| Raw data |

BEGIN

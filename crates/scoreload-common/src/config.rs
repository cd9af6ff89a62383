use serde::Deserialize;
use std::env;
use std::path::Path;
use std::time::{Duration, Instant};

use crate::duration::{format_duration, parse_duration};
use crate::{Result, ScoreLoadError};

pub const CONFIG_ENV: &str = "SCORELOAD_CONFIG";
pub const DEFAULT_URL: &str = "http://localhost:8080/v1/score";

#[derive(Debug, Clone, PartialEq, Deserialize)]
#[serde(default)]
pub struct LoadConfig {
    pub url: String,
    pub vus: usize,
    #[serde(deserialize_with = "crate::duration::deserialize")]
    pub duration: Duration,
    /// Think time after every iteration.
    #[serde(deserialize_with = "crate::duration::deserialize")]
    pub sleep: Duration,
    #[serde(deserialize_with = "crate::duration::deserialize")]
    pub timeout: Duration,
    /// Per-VU iteration budget; `None` runs until the duration expires.
    pub iterations: Option<u64>,
}

impl Default for LoadConfig {
    fn default() -> Self {
        Self {
            url: DEFAULT_URL.into(),
            vus: 2,
            duration: Duration::from_secs(20),
            sleep: Duration::from_millis(200),
            timeout: Duration::from_secs(60),
            iterations: None,
        }
    }
}

impl LoadConfig {
    /// Reads the YAML file named by `SCORELOAD_CONFIG` if set, otherwise
    /// overlays `SCORELOAD_*` environment variables on the defaults.
    pub fn load() -> Result<Self> {
        if let Ok(path) = env::var(CONFIG_ENV) {
            return Self::from_yaml_file(path);
        }
        Self::from_lookup(|key| env::var(key).ok())
    }

    pub fn from_yaml_file(path: impl AsRef<Path>) -> Result<Self> {
        let text = std::fs::read_to_string(path)?;
        Self::from_yaml_str(&text)
    }

    pub fn from_yaml_str(text: &str) -> Result<Self> {
        let cfg: LoadConfig = serde_yaml::from_str(text)?;
        cfg.validate()?;
        Ok(cfg)
    }

    pub fn from_lookup<F>(lookup: F) -> Result<Self>
    where
        F: Fn(&str) -> Option<String>,
    {
        let mut cfg = Self::default();
        if let Some(url) = lookup("SCORELOAD_URL") { cfg.url = url; }
        if let Some(v) = lookup("SCORELOAD_VUS") { cfg.vus = parse_number("SCORELOAD_VUS", &v)?; }
        if let Some(v) = lookup("SCORELOAD_DURATION") { cfg.duration = parse_duration(&v)?; }
        if let Some(v) = lookup("SCORELOAD_SLEEP") { cfg.sleep = parse_duration(&v)?; }
        if let Some(v) = lookup("SCORELOAD_TIMEOUT") { cfg.timeout = parse_duration(&v)?; }
        if let Some(v) = lookup("SCORELOAD_ITERATIONS") { cfg.iterations = Some(parse_number("SCORELOAD_ITERATIONS", &v)?); }
        cfg.validate()?;
        Ok(cfg)
    }

    pub fn validate(&self) -> Result<()> {
        if self.url.trim().is_empty() {
            return Err(invalid("url", &self.url));
        }
        if self.vus == 0 {
            return Err(invalid("vus", "0"));
        }
        if Instant::now().checked_add(self.duration).is_none() {
            return Err(invalid("duration", &format_duration(self.duration)));
        }
        if self.timeout.is_zero() {
            return Err(invalid("timeout", "0s"));
        }
        Ok(())
    }
}

fn parse_number<T: std::str::FromStr>(key: &str, value: &str) -> Result<T> {
    value.trim().parse().map_err(|_| invalid(key, value))
}

fn invalid(key: &str, value: &str) -> ScoreLoadError {
    ScoreLoadError::InvalidValue { key: key.into(), value: value.into() }
}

END

| Directions |
Return exactly the lines above from the line that has "return Self::from_yaml_file(path);" through the line that has "let mut cfg = Self::default();", inclusive, and nothing else.

| Answer to the exercise |
            return Self::from_yaml_file(path);
        }
        Self::from_lookup(|key| env::var(key).ok())
    }

    pub fn from_yaml_file(path: impl AsRef<Path>) -> Result<Self> {
        let text = std::fs::read_to_string(path)?;
        Self::from_yaml_str(&text)
    }

    pub fn from_yaml_str(text: &str) -> Result<Self> {
        let cfg: LoadConfig = serde_yaml::from_str(text)?;
        cfg.validate()?;
        Ok(cfg)
    }

    pub fn from_lookup<F>(lookup: F) -> Result<Self>
    where
        F: Fn(&str) -> Option<String>,
    {
        let mut cfg = Self::default();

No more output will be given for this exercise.